18 July, 2018
Over the past few years, the Indian stock market has soared on account of various factors. The growing GDP index and a number of policy changes have made investment in securities market a more lucrative option.[1]
Following its policy on making progressive reforms to ease listings and limit the width and scope of information requests, SEBI constituted the Issue of Capital and Disclosure Requirements Committee (“ICDR Committee”). The ICDR Committee came out with a consultation paper for review of the SEBI ICDR Regulations on May 4, 2018 (“Consultation Paper”) with the intent to, among others:
- simplify the language and complexities in the SEBI ICDR Regulations, and
- incorporate changes or new requirements which have occurred due to change in market practices and regulatory environment.
Pursuant to the recommendations of the Primary Market Advisory Committee (“PMAC”) of SEBI and on receiving public comments on the Consultation Paper, SEBI in its board meeting dated June 21, 2018, has given its approval to, among others, the following important proposed changes to the SEBI ICDR Regulations:
Public Offers:
- Change in timeline for announcement of price band: the timeline for announcement of price band for a public issue has been reduced from five working days to two working days before opening of an issue
- Changes to the disclosure requirements of financial statements in offer documents for public issues and rights issues: (i) financial disclosures for an issuer company are to be made for a period of three years instead of five years, (ii) restated and audited financial statements of an issuer company are to be disclosed in a consolidated, as opposed to the current requirement of disclosing such financial statements on a consolidated as well as standalone basis.

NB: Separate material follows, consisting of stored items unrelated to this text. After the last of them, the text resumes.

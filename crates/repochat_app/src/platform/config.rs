//! Client configuration loaded from `repochat.ron`.
//!
//! A missing file means defaults. `REPOCHAT_CONFIG` points at another file and
//! `REPOCHAT_BACKEND_URL` overrides the backend address.

use std::fs;
use std::path::{Path, PathBuf};
use std::str::FromStr;
use std::time::Duration;

use log::LevelFilter;
use repochat_engine::{BackendSettings, ChatTuning};
use repochat_logging::LogDestination;
use serde::Deserialize;
use thiserror::Error;

pub const CONFIG_FILENAME: &str = "repochat.ron";
pub const CONFIG_PATH_ENV: &str = "REPOCHAT_CONFIG";
pub const BACKEND_URL_ENV: &str = "REPOCHAT_BACKEND_URL";

#[derive(Debug, Error)]
pub enum ConfigError {
    #[error("failed to read config {path:?}: {source}")]
    Read {
        path: PathBuf,
        source: std::io::Error,
    },
    #[error("failed to parse config {path:?}: {source}")]
    Parse {
        path: PathBuf,
        source: ron::error::SpannedError,
    },
    #[error("unknown log level {0:?}")]
    LogLevel(String),
}

#[derive(Debug, Clone, Copy, PartialEq, Eq, Default, Deserialize)]
pub enum LogTarget {
    #[default]
    Terminal,
    File,
    Both,
}

#[derive(Debug, Clone, PartialEq, Default, Deserialize)]
#[serde(default)]
pub struct ChatConfig {
    pub model_name: Option<String>,
    pub temperature: Option<f32>,
    pub top_p: Option<f32>,
    pub k: Option<u32>,
}

#[derive(Debug, Clone, PartialEq, Deserialize)]
#[serde(default)]
pub struct AppConfig {
    pub backend_url: String,
    pub connect_timeout_secs: u64,
    pub request_timeout_secs: u64,
    pub log_target: LogTarget,
    pub log_file: PathBuf,
    pub log_level: String,
    pub chat: ChatConfig,
}

impl Default for AppConfig {
    fn default() -> Self {
        let backend = BackendSettings::default();
        Self {
            backend_url: backend.base_url,
            connect_timeout_secs: backend.connect_timeout.as_secs(),
            request_timeout_secs: backend.request_timeout.as_secs(),
            log_target: LogTarget::default(),
            log_file: PathBuf::from("repochat.log"),
            log_level: "info".to_string(),
            chat: ChatConfig::default(),
        }
    }
}

impl AppConfig {
    /// Reads `path`; a file that does not exist yields the defaults.
    pub fn load(path: &Path) -> Result<Self, ConfigError> {
        let content = match fs::read_to_string(path) {
            Ok(text) => text,
            Err(err) if err.kind() == std::io::ErrorKind::NotFound => {
                return Ok(Self::default());
            }
            Err(source) => {
                return Err(ConfigError::Read {
                    path: path.to_path_buf(),
                    source,
                })
            }
        };
        ron::from_str(&content).map_err(|source| ConfigError::Parse {
            path: path.to_path_buf(),
            source,
        })
    }

    pub fn with_env_overrides(mut self, lookup: impl Fn(&str) -> Option<String>) -> Self {
        if let Some(url) = lookup(BACKEND_URL_ENV).filter(|url| !url.trim().is_empty()) {
            self.backend_url = url.trim().to_string();
        }
        self
    }

    pub fn backend_settings(&self) -> BackendSettings {
        BackendSettings {
            base_url: self.backend_url.clone(),
            connect_timeout: Duration::from_secs(self.connect_timeout_secs),
            request_timeout: Duration::from_secs(self.request_timeout_secs),
            chat: ChatTuning {
                model_name: self.chat.model_name.clone(),
                temperature: self.chat.temperature,
                top_p: self.chat.top_p,
                k: self.chat.k,
            },
        }
    }

    pub fn log_destination(&self) -> LogDestination {
        match self.log_target {
            LogTarget::Terminal => LogDestination::Terminal,
            LogTarget::File => LogDestination::File(self.log_file.clone()),
            LogTarget::Both => LogDestination::Both(self.log_file.clone()),
        }
    }

    pub fn log_level(&self) -> Result<LevelFilter, ConfigError> {
        LevelFilter::from_str(self.log_level.trim())
            .map_err(|_| ConfigError::LogLevel(self.log_level.clone()))
    }
}

pub fn resolve_config_path(lookup: impl Fn(&str) -> Option<String>) -> PathBuf {
    lookup(CONFIG_PATH_ENV)
        .filter(|path| !path.trim().is_empty())
        .map(PathBuf::from)
        .unwrap_or_else(|| PathBuf::from(CONFIG_FILENAME))
}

However, the audited standalone financials of the issuer and its material subsidiaries shall have to be disclosed on the website of the issuer company, and (iii) incorporation of the principles governing disclosures of Indian Accounting Standards (IndAS) on Indian GAAP (IGAAP) Financials;
- Changes in modes for meeting any shortfall in minimum promoters’ contribution: Shortfall of up to 10% in minimum promoters’ contribution may be met by bringing in contribution from institutional investors. In addition to Alternative Investment Funds, such institutional investors may be foreign venture capital investors, scheduled commercial banks, public financial institutions and insurance companies registered with IRDAI, all of whom may bridge the shortfall in minimum promoters’ contribution without being identified as “Promoters”;
- Changes to the definition of ‘promoter group’: , The definition of ‘promoter group’ has been approved to be amended for cases where the promoter of an issuer company is a body corporate. The amended definition contemplates: (i) increasing the shareholding threshold from 10% to 20% or more, for identifying ‘promoter group’. Accordingly, any other body corporate in which a corporate promoter holds 20% or more, or which holds 20% or more of such promoter would be classified ‘promoter group’; and (ii) any body corporate in which a group of individuals or companies, or a combination thereof, holds 20% or more equity share capital in that body corporate, and also holds 20% or more of the issuer, can be classified as promoter group as long as the common shareholders are acting in concert[2];
- Changes to the definition of ‘group companies’: The current definition of ‘group companies’ which refers to the companies covered under the applicable accounting standards, and other companies considered material by the board of an issuer, has often been felt to be generic. Consequently, this leaves room for interpretational differences. SEBI has now approved the certain changes to such definition to make it more specific, primarily to state that, a group company shall include such companies, (i) other than promoter(s) and subsidiary(ies) of the issuer, with which there were related party transactions, during the period for which financial information is disclosed in the offer documents, as covered under the applicable accounting standards, and (ii) as considered material by the board of the issuer[3];
- Additions to the Anchor Investor Category: In addition to mutual funds promoted by lead managers, insurance companies and FPIs, promoted by entities related to the lead manager have now been permitted to participate in the Anchor Investor category. Category III FPIs however are an exception to this[4]; and
- Underwriting of an IPO to be aligned to requirements of minimum subscription: As opposed to the current requirement of underwriting 100% of an IPO, SEBI has now approved that, if 90% of the fresh issue is subscribed in a IPO (on the main board), underwriting will be restricted only to such extent.
Rights offers:
- Change in threshold for submission of draft letter of offer (“DLOF”) to SEBI in case of a rights issue: The threshold for submission of a DLOF to SEBI in case of a rights issues has been increased to ₹ 10 Crores (aggregate value of specified securities offered) as opposed to the current requirement of ₹ 50 Lacs. Accordingly, an issuer shall be required to file a DLOF with SEBI only if the aggregate value of the specified securities offered in such rights issue is ₹ 10 Crores or more;
- Change in eligibility for making a fast track issuance: Currently, issuers with audit qualifications are eligible to undertake a fast track rights issue, provided that the impact of such qualification, if any, on the audited accounts of the issuer in respect of the financial years for which accounts are disclosed in the offer document does not exceed 5% of the net profit or loss after tax of the issuer. SEBI now mandates that for a company to be eligible to make a fast track rights issue, it should not have any audit qualifications or adverse opinion against it.
SME offers:
- Minimum size of application by anchor investors: The minimum application size by an anchor investor has been approved to be reduced to ₹ 2 Crore from the existing threshold of ₹ 10 Crore.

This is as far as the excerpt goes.